Introduction: Clinically isolated syndrome (CIS) represents the first demyelinating event suggestive of multiple sclerosis (MS). However, the risk of conversion to MS varies widely among individuals. Identifying clinical and paraclinical predictors of conversion is essential for early risk stratification and timely therapeutic decision-making. This study aimed to evaluate the clinical, neuroimaging, laboratory, and neurophysiological factors associated with MS conversion in a real-world CIS cohort.
Methods: A retrospective analysis was conducted with 273 patients diagnosed with CIS. The primary outcome was conversion to MS, defined by the treating neurologist using standard diagnostic criteria. Bivariate analyses (t-tests, χ², and Fisher’s exact test) were used to compare clinical and paraclinical variables between converters and non-converters. Predictors with p < 0.20 and clinically relevant variables were included in a multivariate logistic regression model to identify independent predictors of conversion.

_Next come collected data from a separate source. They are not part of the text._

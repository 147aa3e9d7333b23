// Copyright (c) 2025 Geoffrey Huntley <ghuntley@ghuntley.com>. All rights reserved.
// SPDX-License-Identifier: Proprietary

//! Configuration sources: defaults, TOML files and environment variables.

use std::path::PathBuf;

use tracing::{debug, trace};

use crate::config::{ClusterConfigLayer, ConfigError, LogFormat, LoggingConfigLayer};

/// Source precedence levels (higher = overrides lower).
#[derive(Debug, Clone, Copy, PartialEq, Eq, PartialOrd, Ord)]
pub enum Precedence {
	Defaults = 10,
	ConfigFile = 20,
	Environment = 50,
}

/// Trait for configuration sources.
pub trait ConfigSource: Send + Sync {
	fn name(&self) -> &'static str;
	fn precedence(&self) -> Precedence;
	fn load(&self) -> Result<ClusterConfigLayer, ConfigError>;
}

/// Built-in defaults source.
pub struct DefaultsSource;

impl ConfigSource for DefaultsSource {
	fn name(&self) -> &'static str {
		"defaults"
	}

	fn precedence(&self) -> Precedence {
		Precedence::Defaults
	}

	fn load(&self) -> Result<ClusterConfigLayer, ConfigError> {
		debug!("loading defaults");
		Ok(ClusterConfigLayer::default())
	}
}

/// TOML file configuration source. A missing file is an empty layer.
pub struct TomlSource {
	path: PathBuf,
}

impl TomlSource {
	pub fn new(path: impl Into<PathBuf>) -> Self {
		Self { path: path.into() }
	}

	pub fn system() -> Self {
		Self::new("/etc/loom/cluster-config.toml")
	}
}

impl ConfigSource for TomlSource {
	fn name(&self) -> &'static str {
		"toml-config"
	}

	fn precedence(&self) -> Precedence {
		Precedence::ConfigFile
	}

	fn load(&self) -> Result<ClusterConfigLayer, ConfigError> {
		if !self.path.exists() {
			debug!(path = %self.path.display(), "config file not found, skipping");
			return Ok(ClusterConfigLayer::default());
		}

		debug!(path = %self.path.display(), "loading config file");
		let content = std::fs::read_to_string(&self.path).map_err(|e| ConfigError::FileRead {
			path: self.path.clone(),
			source: e,
		})?;

		let layer: ClusterConfigLayer =
			toml::from_str(&content).map_err(|e| ConfigError::TomlParse {
				path: self.path.clone(),
				source: e,
			})?;

		trace!("parsed config layer from TOML");
		Ok(layer)
	}
}

/// Environment variable source.
///
/// - `LOOM_SERVER_CLUSTER_CONFIG_TABLE`
/// - `LOOM_SERVER_CLUSTER_CONFIG_HOME_QUEUE_CAPACITY`
/// - `LOOM_SERVER_LOG_LEVEL`
/// - `LOOM_SERVER_LOG_FORMAT` (`pretty` or `json`)
pub struct EnvSource;

impl ConfigSource for EnvSource {
	fn name(&self) -> &'static str {
		"environment"
	}

	fn precedence(&self) -> Precedence {
		Precedence::Environment
	}

	fn load(&self) -> Result<ClusterConfigLayer, ConfigError> {
		debug!("loading environment variables");
		Ok(ClusterConfigLayer {
			table_name: env_var("LOOM_SERVER_CLUSTER_CONFIG_TABLE"),
			home_queue_capacity: env_usize("LOOM_SERVER_CLUSTER_CONFIG_HOME_QUEUE_CAPACITY")?,
			logging: Some(load_logging_from_env()?),
		})
	}
}

fn env_var(name: &str) -> Option<String> {
	std::env::var(name).ok().filter(|s| !s.is_empty())
}

fn env_usize(name: &str) -> Result<Option<usize>, ConfigError> {
	match env_var(name) {
		Some(v) => v.parse().map(Some).map_err(|_| ConfigError::InvalidValue {
			key: name.to_string(),
			message: format!("invalid usize value '{v}'"),
		}),
		None => Ok(None),
	}
}

fn load_logging_from_env() -> Result<LoggingConfigLayer, ConfigError> {
	let format = match env_var("LOOM_SERVER_LOG_FORMAT") {
		Some(v) => Some(v.parse::<LogFormat>().map_err(|message| {
			ConfigError::InvalidValue {
				key: "LOOM_SERVER_LOG_FORMAT".to_string(),
				message,
			}
		})?),
		None => None,
	};

	Ok(LoggingConfigLayer {
		level: env_var("LOOM_SERVER_LOG_LEVEL"),
		format,
	})
}
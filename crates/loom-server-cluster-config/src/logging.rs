// Copyright (c) 2025 Geoffrey Huntley <ghuntley@ghuntley.com>. All rights reserved.
// SPDX-License-Identifier: Proprietary

//! Tracing subscriber setup.

use tracing_subscriber::util::{SubscriberInitExt, TryInitError};
use tracing_subscriber::{fmt, layer::SubscriberExt, EnvFilter};

use crate::config::{LogFormat, LoggingConfig};

/// Builds the filter: `RUST_LOG` wins over the configured level.
pub fn env_filter(config: &LoggingConfig) -> EnvFilter {
	EnvFilter::try_from_default_env().unwrap_or_else(|_| EnvFilter::new(&config.level))
}

/// Installs the global subscriber. Fails if one is already installed.
pub fn init_tracing(config: &LoggingConfig) -> Result<(), TryInitError> {
	let registry = tracing_subscriber::registry().with(env_filter(config));
	match config.format {
		LogFormat::Json => registry.with(fmt::layer().json()).try_init(),
		LogFormat::Pretty => registry.with(fmt::layer()).try_init(),
	}
}
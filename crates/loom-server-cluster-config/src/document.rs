// Copyright (c) 2025 Geoffrey Huntley <ghuntley@ghuntley.com>. All rights reserved.
// SPDX-License-Identifier: Proprietary

use async_trait::async_trait;
use loom_cluster_metadata::Datum;
use tokio_util::sync::CancellationToken;

use crate::error::ClusterConfigError;

/// One fixed row of the cluster config table.
///
/// The table has already resolved the row by name and rejected inserts and
/// deletes; documents only validate their own fields.
#[async_trait]
pub trait ConfigDocument: Send + Sync {
	async fn read(&self, interruptor: &CancellationToken) -> Result<Datum, ClusterConfigError>;

	async fn write(
		&self,
		row: &Datum,
		interruptor: &CancellationToken,
	) -> Result<(), ClusterConfigError>;
}
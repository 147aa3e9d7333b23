// Copyright (c) 2025 Geoffrey Huntley <ghuntley@ghuntley.com>. All rights reserved.
// SPDX-License-Identifier: Proprietary

//! Conversion between [`AuthKey`] and the `auth_key` column.
//!
//! Reads never produce the key itself: a configured key reads back as the
//! `{hidden: true}` placeholder.

use loom_cluster_metadata::{AuthKey, AuthKeyError, Datum, DatumObjectBuilder};

use crate::error::ClusterConfigError;

/// The placeholder returned in place of a configured auth key.
pub fn hidden_auth_key_datum() -> Datum {
	let mut builder = DatumObjectBuilder::new();
	builder.overwrite("hidden", Datum::boolean(true));
	builder.into_datum()
}

/// `null` when no key is set, the hidden placeholder otherwise.
pub fn auth_key_to_datum(key: &AuthKey) -> Datum {
	if key.is_empty() {
		Datum::null()
	} else {
		hidden_auth_key_datum()
	}
}

/// Parses a written `auth_key` value; `table` is only used in error messages.
pub fn auth_key_from_datum(datum: &Datum, table: &str) -> Result<AuthKey, ClusterConfigError> {
	match datum {
		Datum::Null => Ok(AuthKey::unset()),
		Datum::String(value) => AuthKey::new(value.as_str()).map_err(|err| match err {
			AuthKeyError::TooLong { max, actual } => ClusterConfigError::AuthKeyTooLong { max, actual },
		}),
		_ if *datum == hidden_auth_key_datum() => Err(ClusterConfigError::HiddenPlaceholder {
			table: table.to_string(),
		}),
		_ => Err(ClusterConfigError::UnexpectedValue {
			got: datum.to_string(),
		}),
	}
}

#[cfg(test)]
mod tests {
	use super::*;
	use proptest::prelude::*;
	use serde_json::json;

	const TABLE: &str = "rethinkdb.cluster_config";

	#[test]
	fn test_unset_key_reads_as_null() {
		assert!(auth_key_to_datum(&AuthKey::unset()).is_null());
	}

	#[test]
	fn test_set_key_reads_as_hidden() {
		let key = AuthKey::new("s3cret").unwrap();
		let datum = auth_key_to_datum(&key);
		assert_eq!(datum, Datum::from(json!({"hidden": true})));
		assert!(!datum.to_string().contains("s3cret"));
	}

	#[test]
	fn test_null_clears_key() {
		let key = auth_key_from_datum(&Datum::null(), TABLE).unwrap();
		assert!(key.is_empty());
	}

	#[test]
	fn test_string_sets_key() {
		let key = auth_key_from_datum(&Datum::string("s3cret"), TABLE).unwrap();
		assert_eq!(key.expose(), "s3cret");
	}

	#[test]
	fn test_too_long_string() {
		let datum = Datum::string("x".repeat(AuthKey::MAX_LENGTH + 1));
		let err = auth_key_from_datum(&datum, TABLE).unwrap_err();
		assert!(matches!(
			err,
			ClusterConfigError::AuthKeyTooLong {
				max: 2048,
				actual: 2049
			}
		));
	}

	#[test]
	fn test_hidden_placeholder_rejected() {
		let err = auth_key_from_datum(&hidden_auth_key_datum(), TABLE).unwrap_err();
		assert!(matches!(err, ClusterConfigError::HiddenPlaceholder { .. }));
	}

	#[test]
	fn test_placeholder_lookalikes_are_plain_type_errors() {
		for value in [
			json!({"hidden": false}),
			json!({"hidden": true, "key": "x"}),
			json!({"hidden": "true"}),
		] {
			let err = auth_key_from_datum(&Datum::from(value), TABLE).unwrap_err();
			assert!(
				matches!(err, ClusterConfigError::UnexpectedValue { .. }),
				"unexpected error: {err:?}"
			);
		}
	}

	#[test]
	fn test_other_types_print_offending_value() {
		let err = auth_key_from_datum(&Datum::from(json!(42)), TABLE).unwrap_err();
		assert_eq!(err.to_string(), "Expected a string or null; got 42");

		let err = auth_key_from_datum(&Datum::from(json!(["a"])), TABLE).unwrap_err();
		assert_eq!(err.to_string(), "Expected a string or null; got [\"a\"]");

		let err = auth_key_from_datum(&Datum::boolean(true), TABLE).unwrap_err();
		assert_eq!(err.to_string(), "Expected a string or null; got true");
	}

	proptest! {
		#[test]
		fn redacted_datum_never_contains_key(value in "[a-z0-9]{1,64}") {
			let key = auth_key_from_datum(&Datum::string(value.clone()), TABLE).unwrap();
			let out = auth_key_to_datum(&key).to_string();
			prop_assert_eq!(out, "{\"hidden\":true}");
		}
	}
}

Results: Of the 273 patients included, 148 (54.2%) converted to MS. Age did not differ significantly between converters and non-converters (33.4 vs. 34.8 years, p=0.29). Neuroimaging markers were strongly associated with conversion: periventricular lesions (74.3% vs. 20.0%; OR_adj ≈ 8.1, 95%CI 4.0–16.1), infratentorial lesions (88.5% vs. 49.6%; OR_adj ≈ 4.8, 95%CI 2.2–10.3), and spinal cord lesions (73.6% vs. 62.4%; OR_adj ≈ 2.16, 95%CI 1.02–4.59). Oligoclonal bands in CSF were significantly different across groups (χ²=48.3; p≈3.3×10⁻¹¹) and remained an independent predictor (p≈0.014). Gender exhibited a trend toward significance after adjustment (p≈0.051). Initial EDSS could not be reliably compared due to missing data.
Conclusions: In this CIS cohort, the strongest independent predictors of conversion to MS were periventricular, infratentorial, and spinal cord lesions, along with the presence of oligoclonal bands. These findings support the central prognostic role of MRI and CSF biomarkers in early MS risk stratification and highlight the need for prompt monitoring and therapeutic considerations in high-risk CIS patients.